Maybe even more promising are the implications that AI- and ML-backed data platforms have for diverse sourcing. These systems automatically pull and populate information about diverse suppliers, elevating their visibility. For procurement leaders, that means greater accessibility to suppliers who enable business agility and contribute to ESG initiatives.
3. Remain innovative and on top of change
ESG is widely adopted in today’s business environment, but it remains a progressive concept at its heart. Leading ESG strategies will reflect this by moving at the speed of change.
That means constantly monitoring the tumultuous business environment to identify opportunities. In the context of procurement, that could mean contracting with new or emerging diverse suppliers. Most procurement leaders are familiar with diverse spend categories, such as minority-owned or small businesses. But what about minority-owned small businesses?
Working with an emerging and diverse supplier can significantly improve an organization’s operational performance. Small suppliers are highly agile and often more likely to provide diverse tier-two and tier-three options. It’s imperative to prioritize solutions that allow quick identification of these new suppliers — regardless of how popular or lesser-known said category may be.
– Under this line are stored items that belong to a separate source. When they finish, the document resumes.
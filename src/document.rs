//! The signed document record and its ordering.

use std::cmp::Ordering;

use serde::{Deserialize, Serialize};
use sha2::{Digest, Sha256};

use crate::keys::{base32, AuthorId, WorkspaceId};

/// A single document in a workspace.
///
/// Documents are immutable once signed. At most one document exists per
/// `(path, author)` slot; a slot is superseded by a later write with a greater
/// `(timestamp, signature)` pair. An empty `content` is an ordinary value and
/// acts as a tombstone for the path.
#[derive(Debug, Clone, PartialEq, Eq, Serialize, Deserialize)]
pub struct Document {
    /// Identifier of the validator format this document was signed with.
    pub format: String,
    /// Address of the workspace this document belongs to.
    pub workspace: WorkspaceId,
    /// Hierarchical identifier of the document within its workspace.
    pub path: String,
    /// UTF-8 content. The empty string marks a deleted path.
    pub content: String,
    /// Lowercase base32 SHA-256 digest of `content`, bound by the signature.
    pub content_hash: String,
    /// The author that wrote this document.
    pub author: AuthorId,
    /// Creation timestamp in microseconds since the Unix epoch.
    pub timestamp: u64,
    /// Expiry instant in microseconds since the Unix epoch, if the document
    /// is ephemeral.
    pub delete_after: Option<u64>,
    /// Author signature over the canonical bytes, as lowercase base32.
    pub signature: String,
}

impl Document {
    /// Whether this document carries an expiry instant.
    pub fn is_ephemeral(&self) -> bool {
        self.delete_after.is_some()
    }

    /// Whether this document is expired at `now`.
    ///
    /// A document is live while `now <= delete_after` and expired strictly
    /// afterwards.
    pub fn is_expired(&self, now: u64) -> bool {
        matches!(self.delete_after, Some(t) if t < now)
    }

    /// Whether this document marks its path as deleted.
    pub fn is_tombstone(&self) -> bool {
        self.content.is_empty()
    }

    /// Byte length of the UTF-8 encoded content.
    pub fn content_size(&self) -> u64 {
        self.content.len() as u64
    }

    /// Whether this document wins over `other` in the same slot.
    pub fn supersedes(&self, other: &Document) -> bool {
        (self.timestamp, self.signature.as_str()) > (other.timestamp, other.signature.as_str())
    }

    /// The canonical byte representation that is signed.
    ///
    /// All fields except the signature itself are covered. The variable-length
    /// fields are newline-separated; none of them may contain a newline.
    pub fn signing_bytes(&self) -> Vec<u8> {
        let mut out = Vec::with_capacity(
            32 + 32 + 8 + 8 + self.format.len() + self.path.len() + self.content_hash.len() + 2,
        );
        out.extend_from_slice(self.workspace.as_bytes());
        out.extend_from_slice(self.author.as_bytes());
        out.extend_from_slice(&self.timestamp.to_be_bytes());
        out.extend_from_slice(&self.delete_after.unwrap_or(0).to_be_bytes());
        out.extend_from_slice(self.format.as_bytes());
        out.push(b'\n');
        out.extend_from_slice(self.path.as_bytes());
        out.push(b'\n');
        out.extend_from_slice(self.content_hash.as_bytes());
        out
    }

    /// Compute the content hash for `content`: lowercase base32 of SHA-256.
    pub fn hash_content(content: &str) -> String {
        let mut hasher = Sha256::new();
        hasher.update(content.as_bytes());
        base32::fmt(hasher.finalize())
    }
}

/// Input to [`Store::set`](crate::Store::set): the caller-controlled fields of
/// a document before it is completed and signed by the store.
#[derive(Debug, Clone, Default, Serialize, Deserialize)]
pub struct DocumentDraft {
    /// Validator format to sign with.
    pub format: String,
    /// Path to write to.
    pub path: String,
    /// UTF-8 content. Write the empty string to delete the path.
    pub content: String,
    /// Timestamp in microseconds. `None` (or `0`) asks the store to assign
    /// one, bumping past the current latest document at the path.
    pub timestamp: Option<u64>,
    /// Expiry instant in microseconds for ephemeral documents.
    pub delete_after: Option<u64>,
}

/// History order: `path ASC, timestamp DESC, signature DESC`.
///
/// Within one path the winning version sorts first. This is the order of all
/// document listings. The other order of the system, `path ASC, author ASC`,
/// is the storage order itself: both drivers keep their slots keyed by
/// `(path, author)`.
pub fn cmp_history_order(a: &Document, b: &Document) -> Ordering {
    a.path
        .cmp(&b.path)
        .then_with(|| b.timestamp.cmp(&a.timestamp))
        .then_with(|| b.signature.cmp(&a.signature))
}

#[cfg(test)]
mod tests {
    use super::*;

    fn doc(path: &str, timestamp: u64, signature: &str) -> Document {
        let author = crate::Author::new(&mut rand::thread_rng());
        Document {
            format: "tp.1".to_string(),
            workspace: crate::WorkspaceSecret::new(&mut rand::thread_rng()).id(),
            path: path.to_string(),
            content: "x".to_string(),
            content_hash: Document::hash_content("x"),
            author: author.id(),
            timestamp,
            delete_after: None,
            signature: signature.to_string(),
        }
    }

    #[test]
    fn content_hash_is_stable() {
        assert_eq!(Document::hash_content(""), Document::hash_content(""));
        assert_ne!(Document::hash_content(""), Document::hash_content("a"));
        // 32 bytes of SHA-256 in base32 without padding.
        assert_eq!(Document::hash_content("hello").len(), 52);
    }

    #[test]
    fn history_order_sorts_winner_first() {
        let a = doc("/a", 10, "aaa");
        let b = doc("/a", 20, "aaa");
        let c = doc("/a", 20, "bbb");
        let d = doc("/b", 5, "zzz");

        let mut docs = vec![a.clone(), b.clone(), c.clone(), d.clone()];
        docs.sort_by(cmp_history_order);
        assert_eq!(docs, vec![c.clone(), b.clone(), a.clone(), d.clone()]);

        assert!(c.supersedes(&b));
        assert!(b.supersedes(&a));
        assert!(!a.supersedes(&b));
    }

    #[test]
    fn expiry_boundary_is_inclusive() {
        let mut d = doc("/a", 10, "aaa");
        d.delete_after = Some(100);
        assert!(!d.is_expired(99));
        assert!(!d.is_expired(100));
        assert!(d.is_expired(101));
    }

    #[test]
    fn signing_bytes_change_with_every_field() {
        let base = doc("/a", 10, "aaa");
        let bytes = base.signing_bytes();

        let mut other = base.clone();
        other.timestamp = 11;
        assert_ne!(bytes, other.signing_bytes());

        let mut other = base.clone();
        other.delete_after = Some(12);
        assert_ne!(bytes, other.signing_bytes());

        let mut other = base.clone();
        other.path = "/b".to_string();
        assert_ne!(bytes, other.signing_bytes());

        let mut other = base.clone();
        other.content_hash = Document::hash_content("y");
        assert_ne!(bytes, other.signing_bytes());

        // The signature itself is not covered.
        let mut other = base.clone();
        other.signature = "different".to_string();
        assert_eq!(bytes, other.signing_bytes());
    }
}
ESG strategies are highly important across all functions of an organization. Leaders implementing a diverse spending strategy should also consider looking inwards to determine if other practices could influence their organization’s social license.
The argument that ESG is “a distraction” to mission-critical operations is sorely outdated. Consumers overwhelmingly seek out businesses with a strong commitment to social and sustainable responsibility, with two-thirds of US consumers saying they’d pay more for a sustainably made product.
To keep pace with investors’ and consumers’ shifting sentiments — not to mention uphold an organization’s social license — it’s imperative that leaders consider a robust ESG program sooner than later.